The shale revolution that began about 15 years ago saw a proliferation of thousands of small-time drillers turn the global energy order on its head and restored the US to the status of world’s biggest producer.
Today, as a multibillion-dollar wave of consolidation washes over the Permian Basin — the engine room of America’s oil industry — that landscape has been transformed. A handful of heavy hitters is now firmly in control, ‘The Financial Times’ informs.
Diamondback Energy’s $26bn deal for rival Endeavor Energy this week brought to almost $180bn the value of an oil and gas dealmaking spree that has reverberated across the US shale patch since the beginning of last year as big, publicly listed players swallowed rivals.

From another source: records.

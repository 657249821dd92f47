//! Top-level query shape
//!
//! Either a plain conjunction, planned and raced once, or a `$or` disjunction
//! whose clauses are planned and raced independently.

use super::predicate::Predicate;

/// Shape of a top-level query
#[derive(Debug, Clone)]
pub enum QueryShape {
    /// A conjunction of predicates; one plan race
    Conjunction(Vec<Predicate>),
    /// A `$or` of independent clauses; one plan race per clause
    Disjunction(Vec<Vec<Predicate>>),
}

impl QueryShape {
    /// Returns true for `$or` queries.
    pub fn is_disjunction(&self) -> bool {
        matches!(self, QueryShape::Disjunction(_))
    }

    /// Number of independently-planned clauses.
    pub fn clause_count(&self) -> usize {
        match self {
            QueryShape::Conjunction(_) => 1,
            QueryShape::Disjunction(clauses) => clauses.len(),
        }
    }
}
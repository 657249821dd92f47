//! racedb - competitive multi-plan query execution
//!
//! Runs several candidate access paths for one query in an interleaved race,
//! picks a winner, and reports scan-accounting statistics covering both the
//! winner and the full candidate set, including per-clause breakdowns for
//! top-level `$or` queries.

pub mod explain;
pub mod observability;
pub mod plan;
pub mod query;
pub mod race;
//! # Taxi Fare
//!
//! Thai taxi fare calculator: a 35 THB base fare covering the first
//! kilometre, marginal per-kilometre pricing across six distance tiers, and
//! 3 THB per minute of traffic wait.
//!
//! ## Architecture
//!
//! - **domain**: the pure fare calculation, rate schedule and value types
//! - **application**: form input parsing, receipts and the quote service
//! - **config**: TOML configuration for logging and output
//! - **support**: error types
//!
//! ```
//! use taxi_fare::compute_fare;
//!
//! let fare = compute_fare(11.0, 0.0).unwrap();
//! assert_eq!(fare.distance_charge, rust_decimal::Decimal::from(65));
//! assert_eq!(fare.format_total(), "100.00 THB");
//! ```

pub mod application;
pub mod config;
pub mod domain;
pub mod support;
pub mod telemetry;

pub use config::{default_config_path, AppConfig};

pub use domain::fare::{compute_fare, FareCalculator, FareInput, FareResult};
pub use domain::{DomainError, DomainResult};

pub use application::{FareQuote, FareQuoteService, FareReceipt, FareRequest};
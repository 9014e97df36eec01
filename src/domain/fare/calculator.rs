//! Fare calculation (pure function)
//!
//! # Rules (enforced in code)
//!
//! - Base fare is 35.00 and covers the first kilometre
//! - Distance beyond the first kilometre is priced marginally by [`RATE_SCHEDULE`]
//! - Traffic wait is 3.00 per minute, linear, uncapped
//! - Every field of the result is rounded to 2 places, half away from zero
//! - The total is rounded from the unrounded sum, not from rounded parts
//!
//! [`RATE_SCHEDULE`]: super::schedule::RATE_SCHEDULE

use rust_decimal::{Decimal, RoundingStrategy};
use tracing::debug;

use super::model::{FareInput, FareResult};
use super::schedule::tiered_distance_charge;
use crate::support::errors::DomainResult;

/// Flag-fall charged on every trip (THB).
pub const BASE_FARE: Decimal = Decimal::from_parts(3500, 0, 0, false, 2);

/// Traffic wait price per minute (THB).
pub const WAIT_RATE_PER_MINUTE: Decimal = Decimal::from_parts(300, 0, 0, false, 2);

/// Decimal places kept in every money field.
pub const MONEY_SCALE: u32 = 2;

/// Round an amount to [`MONEY_SCALE`] places, half away from zero.
pub fn round_money(amount: Decimal) -> Decimal {
    amount.round_dp_with_strategy(MONEY_SCALE, RoundingStrategy::MidpointAwayFromZero)
}

/// Unrounded wait charge.
///
/// Expects a wait no larger than [`MAX_MEASUREMENT`](super::model::MAX_MEASUREMENT),
/// which [`FareInput`] guarantees.
pub fn time_charge(wait_minutes: Decimal) -> Decimal {
    wait_minutes * WAIT_RATE_PER_MINUTE
}

/// Stateless fare calculator.
///
/// Holds no data; the rate schedule is a process-wide constant, so a
/// calculator can be shared or copied freely across threads.
#[derive(Debug, Clone, Copy, Default)]
pub struct FareCalculator;

impl FareCalculator {
    pub const fn new() -> Self {
        Self
    }

    /// Price a validated trip.
    pub fn compute(&self, input: &FareInput) -> FareResult {
        let base_fare = BASE_FARE;
        let distance_charge = tiered_distance_charge(input.distance_km());
        let time_charge = time_charge(input.wait_minutes());
        let total_fare = base_fare + distance_charge + time_charge;

        let result = FareResult {
            base_fare: round_money(base_fare),
            distance_charge: round_money(distance_charge),
            time_charge: round_money(time_charge),
            total_fare: round_money(total_fare),
        };

        debug!(
            distance_km = %input.distance_km(),
            wait_minutes = %input.wait_minutes(),
            total_fare = %result.total_fare,
            "Fare computed"
        );

        result
    }
}

/// Price a trip from raw measurements.
///
/// Negative, NaN, infinite or oversized inputs fail with
/// [`DomainError::InvalidInput`](crate::support::errors::DomainError::InvalidInput)
/// and no partial result is produced.
pub fn compute_fare(distance_km: f64, wait_minutes: f64) -> DomainResult<FareResult> {
    let input = FareInput::from_f64(distance_km, wait_minutes)?;
    Ok(FareCalculator::new().compute(&input))
}
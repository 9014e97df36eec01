use rust_decimal::Decimal;
use std::str::FromStr;

use taxi_fare::domain::fare::{tiered_distance_charge, RATE_SCHEDULE};
use taxi_fare::{compute_fare, DomainError, FareResult};

fn d(s: &str) -> Decimal {
    Decimal::from_str(s).unwrap()
}

fn fare(distance_km: f64, wait_minutes: f64) -> FareResult {
    compute_fare(distance_km, wait_minutes).unwrap()
}

/// 0.0, 0.25, ... up to 120 km, crossing every tier boundary
fn distance_grid() -> Vec<f64> {
    (0..=480).map(|i| i as f64 * 0.25).collect()
}

#[test]
fn base_fare_is_constant() {
    for km in distance_grid() {
        assert_eq!(fare(km, 3.0).base_fare, d("35"));
    }
}

#[test]
fn total_is_non_decreasing_in_distance() {
    for wait in [0.0, 2.5, 15.0] {
        let mut previous = fare(0.0, wait).total_fare;
        for km in distance_grid() {
            let current = fare(km, wait).total_fare;
            assert!(current >= previous, "total dropped at {km} km, wait {wait}");
            previous = current;
        }
    }
}

#[test]
fn total_is_strictly_increasing_in_wait() {
    for km in [0.0, 5.0, 42.0, 90.0] {
        let mut previous = fare(km, 0.0).total_fare;
        for step in 1..=60 {
            let current = fare(km, step as f64 * 0.5).total_fare;
            assert!(current > previous, "total did not grow at {km} km, step {step}");
            previous = current;
        }
    }
}

#[test]
fn time_charge_is_linear() {
    for t in [0.0, 0.5, 1.0, 7.0, 12.25, 300.0] {
        let single = fare(0.0, t).time_charge;
        let double = fare(0.0, 2.0 * t).time_charge;
        assert_eq!(double, single * Decimal::TWO, "wait {t}");
    }
}

#[test]
fn total_matches_components_within_a_cent() {
    let tolerance = d("0.01");
    for km in [0.0, 1.333, 7.77, 19.999, 33.3333, 61.01, 150.123] {
        for wait in [0.0, 0.0015, 3.333, 9.999] {
            let r = fare(km, wait);
            let sum = r.base_fare + r.distance_charge + r.time_charge;
            assert!(
                (r.total_fare - sum).abs() <= tolerance,
                "km {km}, wait {wait}: total {} vs sum {}",
                r.total_fare,
                sum
            );
        }
    }
}

#[test]
fn all_fields_are_non_negative() {
    for km in distance_grid() {
        let r = fare(km, 1.5);
        assert!(r.base_fare >= Decimal::ZERO);
        assert!(r.distance_charge >= Decimal::ZERO);
        assert!(r.time_charge >= Decimal::ZERO);
        assert!(r.total_fare >= Decimal::ZERO);
    }
}

#[test]
fn distance_charge_has_no_jump_at_boundaries() {
    let epsilon = d("0.000001");
    let mut bound = Decimal::ONE;
    for tier in RATE_SCHEDULE.iter() {
        let Some(width) = tier.width_km else { break };
        bound += width;
        let left = tiered_distance_charge(bound - epsilon);
        let right = tiered_distance_charge(bound + epsilon);
        // at most two epsilons of the steepest rate apart
        assert!(right - left <= d("0.000021"), "jump at {bound} km");
    }
}

#[test]
fn flat_rate_policy_would_be_detected() {
    // 25 chargeable km: 10 * 6.5 + 10 * 7 + 5 * 8 = 175, a flat policy gives 200
    assert_eq!(fare(26.0, 0.0).distance_charge, d("175"));
}

#[test]
fn identical_inputs_give_identical_results() {
    let a = fare(58.8, 13.0);
    let b = fare(58.8, 13.0);
    assert_eq!(a, b);
    assert_eq!(
        serde_json::to_string(&a).unwrap(),
        serde_json::to_string(&b).unwrap()
    );
}

#[test]
fn invalid_inputs_are_rejected_without_result() {
    for (km, wait) in [(-0.1, 0.0), (0.0, -5.0), (f64::NAN, 1.0), (1.0, f64::INFINITY)] {
        match compute_fare(km, wait) {
            Err(DomainError::InvalidInput { .. }) => {}
            other => panic!("expected InvalidInput for ({km}, {wait}), got {other:?}"),
        }
    }
}
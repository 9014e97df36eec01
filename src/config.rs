//! Configuration module
//!
//! Reads an optional TOML file (default `~/.config/taxi-fare/config.toml`):
//!
//! ```toml
//! [logging]
//! level = "info"     # trace, debug, info, warn, error
//! format = "text"    # text | json
//!
//! [output]
//! format = "text"    # text | json
//! ```
//!
//! Rates are fixed in code and cannot be set here.

use std::path::{Path, PathBuf};

use serde::{Deserialize, Serialize};

use crate::support::errors::ConfigError;

const LOG_LEVELS: [&str; 5] = ["trace", "debug", "info", "warn", "error"];
const FORMATS: [&str; 2] = ["text", "json"];

#[derive(Debug, Clone, PartialEq, Eq, Serialize, Deserialize)]
#[serde(default)]
pub struct LoggingConfig {
    pub level: String,
    pub format: String,
}

impl Default for LoggingConfig {
    fn default() -> Self {
        Self {
            level: "info".to_string(),
            format: "text".to_string(),
        }
    }
}

#[derive(Debug, Clone, PartialEq, Eq, Serialize, Deserialize)]
#[serde(default)]
pub struct OutputConfig {
    /// How quotes are printed: `text` receipt or `json`
    pub format: String,
    /// Include per-tier rows in text receipts
    pub show_tiers: bool,
}

impl Default for OutputConfig {
    fn default() -> Self {
        Self {
            format: "text".to_string(),
            show_tiers: false,
        }
    }
}

/// Application configuration
#[derive(Debug, Clone, Default, PartialEq, Eq, Serialize, Deserialize)]
#[serde(default)]
pub struct AppConfig {
    pub logging: LoggingConfig,
    pub output: OutputConfig,
}

impl AppConfig {
    /// Load from `path`. A missing file yields the defaults.
    pub fn load(path: &Path) -> Result<Self, ConfigError> {
        if !path.exists() {
            return Ok(Self::default());
        }
        let raw = std::fs::read_to_string(path)?;
        Self::from_toml(&raw)
    }

    pub fn from_toml(raw: &str) -> Result<Self, ConfigError> {
        let config: Self = toml::from_str(raw)?;
        config.validate()?;
        Ok(config)
    }

    pub fn save(&self, path: &Path) -> Result<(), ConfigError> {
        if let Some(parent) = path.parent() {
            std::fs::create_dir_all(parent)?;
        }
        std::fs::write(path, toml::to_string_pretty(self)?)?;
        Ok(())
    }

    pub fn validate(&self) -> Result<(), ConfigError> {
        let level = self.logging.level.to_lowercase();
        if !LOG_LEVELS.contains(&level.as_str()) {
            return Err(ConfigError::Invalid(format!(
                "unknown logging.level '{}'",
                self.logging.level
            )));
        }
        if !FORMATS.contains(&self.logging.format.to_lowercase().as_str()) {
            return Err(ConfigError::Invalid(format!(
                "unknown logging.format '{}'",
                self.logging.format
            )));
        }
        if !FORMATS.contains(&self.output.format.to_lowercase().as_str()) {
            return Err(ConfigError::Invalid(format!(
                "unknown output.format '{}'",
                self.output.format
            )));
        }
        Ok(())
    }

    pub fn json_output(&self) -> bool {
        self.output.format.eq_ignore_ascii_case("json")
    }
}

/// `<config dir>/taxi-fare/config.toml`, or `./config.toml` when the
/// platform has no config directory.
pub fn default_config_path() -> PathBuf {
    dirs_next::config_dir()
        .map(|dir| dir.join("taxi-fare").join("config.toml"))
        .unwrap_or_else(|| PathBuf::from("config.toml"))
}

#[cfg(test)]
mod tests {
    use super::*;

    #[test]
    fn defaults() {
        let cfg = AppConfig::default();
        assert_eq!(cfg.logging.level, "info");
        assert_eq!(cfg.logging.format, "text");
        assert_eq!(cfg.output.format, "text");
        assert!(!cfg.output.show_tiers);
        assert!(cfg.validate().is_ok());
    }

    #[test]
    fn partial_file_fills_defaults() {
        let cfg = AppConfig::from_toml("[logging]\nlevel = \"debug\"\n").unwrap();
        assert_eq!(cfg.logging.level, "debug");
        assert_eq!(cfg.logging.format, "text");
        assert_eq!(cfg.output, OutputConfig::default());
    }

    #[test]
    fn json_output_flag() {
        let cfg = AppConfig::from_toml("[output]\nformat = \"JSON\"\nshow_tiers = true\n").unwrap();
        assert!(cfg.json_output());
        assert!(cfg.output.show_tiers);
    }

    #[test]
    fn rejects_unknown_level() {
        let err = AppConfig::from_toml("[logging]\nlevel = \"loud\"\n").unwrap_err();
        assert!(matches!(err, ConfigError::Invalid(_)));
    }

    #[test]
    fn rejects_unknown_output_format() {
        let err = AppConfig::from_toml("[output]\nformat = \"xml\"\n").unwrap_err();
        assert!(matches!(err, ConfigError::Invalid(_)));
    }

    #[test]
    fn rejects_malformed_toml() {
        let err = AppConfig::from_toml("[logging\nlevel = 1").unwrap_err();
        assert!(matches!(err, ConfigError::Parse(_)));
    }

    #[test]
    fn missing_file_is_default() {
        let dir = tempfile::tempdir().unwrap();
        let cfg = AppConfig::load(&dir.path().join("absent.toml")).unwrap();
        assert_eq!(cfg, AppConfig::default());
    }

    #[test]
    fn save_then_load() {
        let dir = tempfile::tempdir().unwrap();
        let path = dir.path().join("nested").join("config.toml");
        let mut cfg = AppConfig::default();
        cfg.logging.format = "json".to_string();
        cfg.output.show_tiers = true;
        cfg.save(&path).unwrap();

        assert_eq!(AppConfig::load(&path).unwrap(), cfg);
    }

    #[test]
    fn default_path_ends_with_app_dir() {
        let path = default_config_path();
        assert!(path.ends_with("taxi-fare/config.toml") || path.ends_with("config.toml"));
    }
}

Just 10 companies will now control more than 6.4mn barrels of oil equivalent a day of the Permian’s output, according to Wood Mackenzie, a consultancy. Six companies will each produce more than 700,000 boe/d — more than some Opec member countries.
Half of the sought-after Midland sub-basin, which makes up the eastern part of the Permian, will be controlled by just two companies: ExxonMobil and Diamondback.
“It’s now a story of bigger companies — not smaller companies,” said Dan Pickering, founder of Pickering Energy Partners, a consulting and investment group. “And that just has a much different cadence and tenor to it.”
The action pushes the Permian into a new era where drilling focused on growth at all costs, which catapulted it into country’s most prolific oilfield, has come to an end.
“It does feel like another turning of the page where shale has gone from an exploratory expansionary phase to a not declining but managed phase,” said Andrew Dittmar, senior vice-president at consultancy Enverus.
“If Exxon, Chevron, Oxy, Diamondback, etc are going to have a programme that they just plough through and execute on, they are less likely to accelerate when prices are high, they are less likely to slow when prices are low — and that translates to Opec being more important,” said Pickering, referring to the oil export cartel led by Saudi Arabia.
Exxon has said it will be able to drive $2bn in annual synergies over the next decade through the Pioneer acquisition — largely by using technology to increase oil recovery, but also with longer wells.
“I feel like we had reached a point maybe a year or two ago, before this wave kicked off, where it felt like this is as good as the Permian is going to get in terms of cost and supply break-even,” said Alex Beeker, research director at Wood Mackenzie. “But all these deals have validated that there’s still a lot of efficiency improvements to go.”